Although a previous study suggested a borderline overrepresentation of the Arg3531Cys mutation in patients with coronary artery disease as compared with healthy controls, 15 our results suggest that this mutation, in keeping with the absence of an association with hypercholesterolemia, is also not associated with an increased risk of ischemic heart disease.
[In the following, only Arg3500Gln, AKA R3500Q, is FDB, and not Arg3531Cys, AKA p.Arg3558Cys.]
In conclusion, our results suggest that the Arg3500Gln mutation is at present the only known APOB mutation worth screening for in white patients with hypercholesterolemia or ischemic heart disease and their relatives.
“R3531C mutation in the apolipoprotein B gene is not sufficient to cause hypercholesterolemia.” Rabes JP, et al. Arterioscler Thromb Vasc Biol. 2000;20:E76-82.
“APOB-R3531C proband screening suffered from ascertainment bias attributable to patient status.” ….
There is no doubt that the R3531C mutation causes reduced binding of LDL to the LDL receptor in vitro. However, our results additionally support that this reduction is not sufficient to cause hypercholesterolemia in vivo in heterozygotes. The evidence that the R3531C mutation alone does not cause hypercholesterolemia stems from functional, epidemiological, and linkage analysis. ….
In conclusion, the APOB-R3531C substitution, in view of its in vitro effects and our family study, is possibly a susceptibility mutation that, when present with other factors (genetic or environmental), slightly increases cholesterolemia. However, it is not sufficient in itself to cause hypercholesterolemia and should not be considered as an allelic variant leading to FDB.”
“Major Apolipoprotein B-100 Mutations in Lipoprotein,” Metabolism and Atherosclerosis, M. VRABLÕK, et al.
“These are mutations leading to amino acid substitution at positions 3500 (R3500Q and R3500W) and 3531 (R3531C) that have been shown to decrease the binding affinity of apoB-100 in vitro. However, only the former mutations have been unequivocally demonstrated to cause hyperlipidemia in vivo.” ….
“The incidence of the disorder in patients is similar as in the general population which is in accordance with the notion that R3531C does not cause hypercholesterolemia.”
“Familial hypercholesterolaemia is underdiagnosed and undertreated in the general population: guidance for clinicians to prevent coronary heart disease, Consensus Statement of the European Atherosclerosis Society”; Børge G. Nordestgaard, et al.
This is the same Nordestgaard in the TYBJÆRG-HANSEN study mentioned above, where it was declared “that the Arg3500Gln mutation is at present the only known APOB mutation worth screening for in white patients ….”

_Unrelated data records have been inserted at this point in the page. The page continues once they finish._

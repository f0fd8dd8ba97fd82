//! Entity repository trait definition.
//!
//! The engine calls `save` synchronously within a transition attempt: the
//! write must complete (success or failure) before the transition's outcome
//! is decided. The single exception is the explicitly best-effort save after
//! unknown-state resolution, whose error the engine logs and discards.

use stator_types::error::RepositoryError;
use stator_types::metadata::Metadata;
use stator_types::record::EntityRecord;

/// Storage port for entity state snapshots.
///
/// Uses native async fn in traits (Rust 2024 edition, no async_trait macro).
/// Implementations live in stator-infra.
pub trait EntityRepository: Send + Sync {
    /// Persist the snapshot for an entity (upsert by id).
    fn save(
        &self,
        id: &str,
        state: &str,
        metadata: &Metadata,
    ) -> impl std::future::Future<Output = Result<(), RepositoryError>> + Send;

    /// Load the stored snapshot for an entity.
    ///
    /// Fails with [`RepositoryError::NotFound`] when the id is unknown.
    fn load(
        &self,
        id: &str,
    ) -> impl std::future::Future<Output = Result<EntityRecord, RepositoryError>> + Send;
}

/// A shared repository handle is itself a repository, so one backend can
/// serve many machines (and remain inspectable by the caller).
impl<R: EntityRepository> EntityRepository for std::sync::Arc<R> {
    async fn save(
        &self,
        id: &str,
        state: &str,
        metadata: &Metadata,
    ) -> Result<(), RepositoryError> {
        (**self).save(id, state, metadata).await
    }

    async fn load(&self, id: &str) -> Result<EntityRecord, RepositoryError> {
        (**self).load(id).await
    }
}
//! Order-processing wiring example for the Stator engine.
//!
//! Builds an in-memory repository, wires an order machine whose payment
//! hook flakes on the first call, and walks the order through its
//! lifecycle: retried processing, finalization, and a rejected
//! re-processing attempt.

use std::sync::Arc;
use std::sync::atomic::{AtomicU32, Ordering};
use std::time::Duration;

use serde_json::json;
use tokio_util::sync::CancellationToken;
use tracing_subscriber::EnvFilter;
use uuid::Uuid;

use stator_core::fsm::hooks::UnknownStateResolver;
use stator_core::fsm::machine::StateMachine;
use stator_core::fsm::options::{TransitionOptions, fixed_backoff};
use stator_core::repository::entity::EntityRepository;
use stator_infra::memory::InMemoryEntityRepository;
use stator_types::callback::CallbackResult;
use stator_types::metadata::Metadata;

#[tokio::main]
async fn main() -> Result<(), Box<dyn std::error::Error>> {
    tracing_subscriber::fmt()
        .with_env_filter(
            EnvFilter::try_from_default_env()
                .unwrap_or_else(|_| EnvFilter::new("info,stator_core=debug")),
        )
        .with_target(false)
        .init();

    let repo = Arc::new(InMemoryEntityRepository::new());

    // Unknown-state handler parks the order in "error" for manual review.
    let resolver: UnknownStateResolver = Arc::new(|current, condition, _args| {
        tracing::warn!(current, condition, "unknown state detected, parking order in 'error'");
        "error".to_string()
    });

    let order_id = format!("order-{}", Uuid::now_v7());
    let machine = StateMachine::new(&order_id, "created", Arc::clone(&repo), Some(resolver));

    machine.add_transition("created", "processing", "process").await;
    machine.add_transition("processing", "done", "final").await;
    machine.add_transition("error", "created", "reset").await;

    // Payment gateway flakes on the first call and succeeds on the second.
    let gateway_calls = Arc::new(AtomicU32::new(0));
    let calls = Arc::clone(&gateway_calls);
    machine
        .register_before("process", move |_, _, _, args| {
            if calls.fetch_add(1, Ordering::SeqCst) == 0 {
                return CallbackResult::failure("payment gateway timeout");
            }
            CallbackResult::success().with_metadata(Metadata::from([
                ("gateway".to_string(), json!("acme-pay")),
                ("charged".to_string(), args["amount"].clone()),
            ]))
        })
        .await;

    machine
        .register_after("final", |_, _, _, _| {
            CallbackResult::success()
                .with_metadata(Metadata::from([("receipt_sent".to_string(), json!(true))]))
        })
        .await;

    let cancel = CancellationToken::new();

    machine
        .transition(
            &cancel,
            "process",
            json!({
                "order_id": order_id,
                "amount": 234.65,
                "customer": "john doe",
            }),
            TransitionOptions::new()
                .with_max_retries(2)
                .with_backoff(fixed_backoff(Duration::from_millis(200))),
        )
        .await?;
    tracing::info!(state = %machine.current().await, "order processed after retry");

    machine
        .transition(&cancel, "final", json!({}), TransitionOptions::default())
        .await?;
    tracing::info!(state = %machine.current().await, "order finalized");

    // No edge leaves "done" on "process": a configuration error, rejected
    // without touching the committed state.
    if let Err(err) = machine
        .transition(&cancel, "process", json!({}), TransitionOptions::default())
        .await
    {
        tracing::info!(error = %err, "re-processing a finished order is rejected");
    }

    let record = repo.load(&order_id).await?;
    println!("final state: {}", record.state);
    println!("metadata: {}", serde_json::to_string_pretty(&record.metadata)?);

    Ok(())
}
//! Error taxonomies for the engine and its storage port.

use thiserror::Error;

/// Errors surfaced by storage collaborators.
#[derive(Debug, Error)]
pub enum RepositoryError {
    /// No record exists for the requested entity id.
    #[error("entity not found")]
    NotFound,

    /// The backend failed to read or write.
    #[error("storage backend error: {0}")]
    Backend(String),
}

/// Errors surfaced by transition execution.
#[derive(Debug, Error)]
pub enum MachineError {
    /// No table entry for (current state, condition). A configuration
    /// error, not a transient one: it is never retried.
    #[error("invalid transition: no edge from '{from}' on condition '{condition}'")]
    InvalidTransition {
        /// State the entity was in when the transition was requested.
        from: String,
        /// Condition label that had no registered edge.
        condition: String,
    },

    /// A hook signaled it cannot classify the outcome. Always terminal for
    /// the current retry loop, whether or not a resolver was consulted.
    #[error("unknown state detected on condition '{condition}'")]
    UnknownState {
        /// Condition whose hook reported the unknown outcome.
        condition: String,
    },

    /// A hook explicitly reported failure.
    #[error("callback failed: {message}")]
    Callback {
        /// The hook's message, also recorded in the diagnostic metadata.
        message: String,
    },

    /// Storage write failed after the speculative state change; the state
    /// was rolled back to the source of the transition.
    #[error("persistence failed: {0}")]
    Persistence(#[from] RepositoryError),

    /// Retry budget exhausted without success. Supersedes the underlying
    /// cause; callers inspect the entity's diagnostic metadata for detail.
    #[error("max retries exceeded")]
    MaxRetriesExceeded,

    /// The caller's cancellation fired during a backoff wait.
    #[error("transition cancelled")]
    Cancelled,
}

#[cfg(test)]
mod tests {
    use super::*;

    #[test]
    fn invalid_transition_display_names_the_edge() {
        let err = MachineError::InvalidTransition {
            from: "created".to_string(),
            condition: "ship".to_string(),
        };
        assert_eq!(
            err.to_string(),
            "invalid transition: no edge from 'created' on condition 'ship'"
        );
    }

    #[test]
    fn persistence_error_wraps_repository_error() {
        let err = MachineError::from(RepositoryError::Backend("disk full".to_string()));
        assert_eq!(
            err.to_string(),
            "persistence failed: storage backend error: disk full"
        );
    }

    #[test]
    fn repository_not_found_display() {
        assert_eq!(RepositoryError::NotFound.to_string(), "entity not found");
    }
}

Now here is Nordestgaard again in the Authoritative report, declaring that there is only one relevant APOB mutation, and it is not Arg3558Cys. (Again, synonyms are present: p.Arg3527Gln = R3500Q = Arg3500Gln. Click here.)
“Currently, >1200 mutations have been documented worldwide in LDLR; these affect all functional domains of the LDL receptor protein and include single-nucleotide mutations, copy number variations, and splicing mutations throughout the LDLR gene. A single mutation, Arg3500Gln, is the only common FH-related mutation in APOB, while >20 different mutations have been detected in PCSK9. Heterozygous LDLR, APOB, and PCSK9 mutations are found in >90, ~5, and ~1%, respectively, of heterozygous FH subjects with a causative mutation.